**Dataset entries**
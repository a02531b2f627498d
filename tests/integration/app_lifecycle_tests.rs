/*!
 * Controller lifecycle tests: build, start, translate, shutdown
 */

use tempfile::TempDir;

use chapterflow::app_config::{CacheBackendKind, EngineKind};
use chapterflow::providers::mock::{MockBehavior, MockEngine};
use chapterflow::scheduler::JobOptions;
use chapterflow::Controller;

use crate::common::{init_logging, mock_adapter, sample_chapters, test_config};

#[tokio::test]
async fn test_translateChapters_withMemoryStores_shouldReturnChaptersInOrder() {
    init_logging();
    let engine = MockEngine::working();
    let controller = Controller::build(test_config(), mock_adapter(engine.clone()), None).unwrap();
    assert_eq!(controller.start().await.unwrap(), 0);

    let result = controller
        .translate_chapters("alice", sample_chapters(3), JobOptions::default())
        .await
        .unwrap();

    let names: Vec<&str> = result.iter().map(|(name, _)| name.as_str()).collect();
    assert_eq!(names, vec!["Chapter 1", "Chapter 2", "Chapter 3"]);
    assert!(result.iter().all(|(_, text)| text.starts_with("[fr] ")));
    assert!(controller.database_stats().is_none());

    controller.shutdown().await;
}

#[tokio::test]
async fn test_translateChapters_withFailedJob_shouldReturnError() {
    let engine = MockEngine::new(EngineKind::Google, MockBehavior::Panicking);
    let controller = Controller::build(test_config(), mock_adapter(engine), None).unwrap();
    controller.start().await.unwrap();

    let err = controller
        .translate_chapters("alice", sample_chapters(1), JobOptions::default())
        .await
        .unwrap_err();

    assert!(err.to_string().contains("failed"));
    controller.shutdown().await;
}

#[tokio::test]
async fn test_translateChapters_withRateLimit_shouldRejectSecondRun() {
    let mut config = test_config();
    config.scheduler.rate_limit_secs = 60;
    let controller = Controller::build(config, mock_adapter(MockEngine::working()), None).unwrap();
    controller.start().await.unwrap();

    controller
        .translate_chapters("alice", sample_chapters(1), JobOptions::default())
        .await
        .unwrap();
    let second = controller
        .translate_chapters("alice", sample_chapters(1), JobOptions::default())
        .await;

    assert!(second.is_err());
    controller.shutdown().await;
}

#[tokio::test]
async fn test_sqliteStores_shouldServeCacheAcrossRestarts() {
    let dir = TempDir::new().unwrap();
    let mut config = test_config();
    config.database_path = Some(dir.path().join("chapterflow.db").to_string_lossy().into_owned());
    config.cache.backend = CacheBackendKind::Sqlite;
    config.scheduler.persist_jobs = true;

    let first_engine = MockEngine::working();
    {
        let controller = Controller::build(config.clone(), mock_adapter(first_engine.clone()), None).unwrap();
        controller.start().await.unwrap();
        controller
            .translate_chapters("alice", sample_chapters(2), JobOptions::default())
            .await
            .unwrap();
        controller.shutdown().await;
    }
    assert_eq!(first_engine.request_count(), 2);

    let second_engine = MockEngine::working();
    let controller = Controller::build(config, mock_adapter(second_engine.clone()), None).unwrap();
    controller.start().await.unwrap();
    let result = controller
        .translate_chapters("bob", sample_chapters(2), JobOptions::default())
        .await
        .unwrap();

    assert_eq!(second_engine.request_count(), 0);
    assert_eq!(result[1].1, "[fr] This is chapter 2. It has two sentences.");

    let stats = controller.database_stats().unwrap().unwrap();
    assert_eq!(stats.job_count, 2);
    assert_eq!(stats.cache_count, 2);
    assert_eq!(controller.scheduler().list_jobs(None).len(), 2);

    controller.shutdown().await;
}

#[test]
fn test_shutdown_withoutStart_shouldReturn() {
    let controller = Controller::build(test_config(), mock_adapter(MockEngine::working()), None).unwrap();

    tokio_test::block_on(controller.shutdown());

    assert_eq!(controller.scheduler().queue_stats(None).total(), 0);
}

#[test]
fn test_build_withInvalidLanguage_shouldFail() {
    let mut config = test_config();
    config.target_language = "not-a-language".to_string();
    assert!(Controller::build(config, mock_adapter(MockEngine::working()), None).is_err());
}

**Problem description**
Show all lines above that contain "EngineKind".

**Result for this task**
use chapterflow::app_config::{CacheBackendKind, EngineKind};
    let engine = MockEngine::new(EngineKind::Google, MockBehavior::Panicking);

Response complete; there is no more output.